PROMPT: For each line below that contains the word "impl", return that line.

------------------------------------------------

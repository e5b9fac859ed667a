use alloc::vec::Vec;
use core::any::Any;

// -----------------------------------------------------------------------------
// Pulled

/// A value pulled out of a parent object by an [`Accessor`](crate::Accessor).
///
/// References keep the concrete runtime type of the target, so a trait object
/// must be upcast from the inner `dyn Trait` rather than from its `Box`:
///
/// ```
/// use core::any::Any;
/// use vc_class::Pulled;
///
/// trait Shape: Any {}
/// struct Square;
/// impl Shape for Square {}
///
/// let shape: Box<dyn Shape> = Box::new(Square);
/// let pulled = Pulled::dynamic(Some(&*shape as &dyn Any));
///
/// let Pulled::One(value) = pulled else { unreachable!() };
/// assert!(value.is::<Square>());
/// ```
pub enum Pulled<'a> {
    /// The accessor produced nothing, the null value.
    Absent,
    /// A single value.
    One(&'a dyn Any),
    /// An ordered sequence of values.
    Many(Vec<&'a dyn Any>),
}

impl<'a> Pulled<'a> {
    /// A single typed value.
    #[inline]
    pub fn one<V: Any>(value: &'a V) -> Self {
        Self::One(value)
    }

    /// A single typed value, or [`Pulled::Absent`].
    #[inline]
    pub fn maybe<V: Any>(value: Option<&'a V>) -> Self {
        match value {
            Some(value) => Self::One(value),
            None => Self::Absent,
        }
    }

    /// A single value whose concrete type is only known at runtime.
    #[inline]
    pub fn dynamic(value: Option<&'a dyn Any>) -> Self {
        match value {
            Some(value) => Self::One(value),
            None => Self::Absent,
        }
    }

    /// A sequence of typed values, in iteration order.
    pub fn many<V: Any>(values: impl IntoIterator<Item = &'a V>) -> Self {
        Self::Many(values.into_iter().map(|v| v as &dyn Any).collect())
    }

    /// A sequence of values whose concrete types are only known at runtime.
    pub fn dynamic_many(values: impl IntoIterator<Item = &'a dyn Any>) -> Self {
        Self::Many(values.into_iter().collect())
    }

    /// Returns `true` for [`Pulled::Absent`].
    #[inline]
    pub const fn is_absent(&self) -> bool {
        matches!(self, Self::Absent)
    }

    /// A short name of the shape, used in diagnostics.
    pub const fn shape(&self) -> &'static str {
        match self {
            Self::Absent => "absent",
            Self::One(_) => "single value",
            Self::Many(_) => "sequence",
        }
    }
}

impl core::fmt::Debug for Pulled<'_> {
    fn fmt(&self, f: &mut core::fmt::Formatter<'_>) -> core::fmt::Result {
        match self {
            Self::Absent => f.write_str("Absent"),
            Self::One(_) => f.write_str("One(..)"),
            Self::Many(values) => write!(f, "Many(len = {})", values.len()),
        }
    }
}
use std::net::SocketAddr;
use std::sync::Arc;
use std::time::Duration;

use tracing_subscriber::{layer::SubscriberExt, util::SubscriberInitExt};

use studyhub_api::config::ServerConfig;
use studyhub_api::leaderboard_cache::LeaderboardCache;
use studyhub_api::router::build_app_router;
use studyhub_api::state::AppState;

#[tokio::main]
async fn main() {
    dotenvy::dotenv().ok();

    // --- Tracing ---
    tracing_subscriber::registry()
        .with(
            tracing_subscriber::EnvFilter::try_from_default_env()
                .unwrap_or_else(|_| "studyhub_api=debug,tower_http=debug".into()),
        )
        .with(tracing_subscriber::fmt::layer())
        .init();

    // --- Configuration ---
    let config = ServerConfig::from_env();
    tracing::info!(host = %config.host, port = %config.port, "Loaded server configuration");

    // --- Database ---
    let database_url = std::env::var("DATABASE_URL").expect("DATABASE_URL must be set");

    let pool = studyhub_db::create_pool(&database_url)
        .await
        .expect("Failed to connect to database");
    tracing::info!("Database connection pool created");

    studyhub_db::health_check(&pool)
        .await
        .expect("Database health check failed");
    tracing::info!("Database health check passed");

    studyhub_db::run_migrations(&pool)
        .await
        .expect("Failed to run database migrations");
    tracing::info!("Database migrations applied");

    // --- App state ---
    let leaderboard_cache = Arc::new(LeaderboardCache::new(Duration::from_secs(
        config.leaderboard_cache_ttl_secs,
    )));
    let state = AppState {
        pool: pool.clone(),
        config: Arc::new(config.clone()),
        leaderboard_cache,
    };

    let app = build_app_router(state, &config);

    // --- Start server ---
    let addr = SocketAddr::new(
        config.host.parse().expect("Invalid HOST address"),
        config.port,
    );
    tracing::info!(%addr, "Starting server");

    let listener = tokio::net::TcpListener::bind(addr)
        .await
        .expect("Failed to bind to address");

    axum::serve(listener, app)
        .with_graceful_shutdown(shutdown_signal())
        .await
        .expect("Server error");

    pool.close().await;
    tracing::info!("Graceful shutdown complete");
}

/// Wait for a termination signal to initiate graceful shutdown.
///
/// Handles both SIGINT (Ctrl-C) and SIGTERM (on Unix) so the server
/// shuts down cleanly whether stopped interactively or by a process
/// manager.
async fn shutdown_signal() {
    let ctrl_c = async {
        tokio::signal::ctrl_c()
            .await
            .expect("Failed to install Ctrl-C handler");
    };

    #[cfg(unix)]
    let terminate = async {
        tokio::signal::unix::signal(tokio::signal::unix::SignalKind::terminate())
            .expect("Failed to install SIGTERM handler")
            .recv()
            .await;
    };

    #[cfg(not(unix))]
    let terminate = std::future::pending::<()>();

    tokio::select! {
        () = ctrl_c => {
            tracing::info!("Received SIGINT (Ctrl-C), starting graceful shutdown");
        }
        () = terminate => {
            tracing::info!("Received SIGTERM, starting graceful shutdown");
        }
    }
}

------------------------------------------------

FINISHED TASK:
/// impl Shape for Square {}
impl<'a> Pulled<'a> {
    pub fn many<V: Any>(values: impl IntoIterator<Item = &'a V>) -> Self {
    pub fn dynamic_many(values: impl IntoIterator<Item = &'a dyn Any>) -> Self {
impl core::fmt::Debug for Pulled<'_> {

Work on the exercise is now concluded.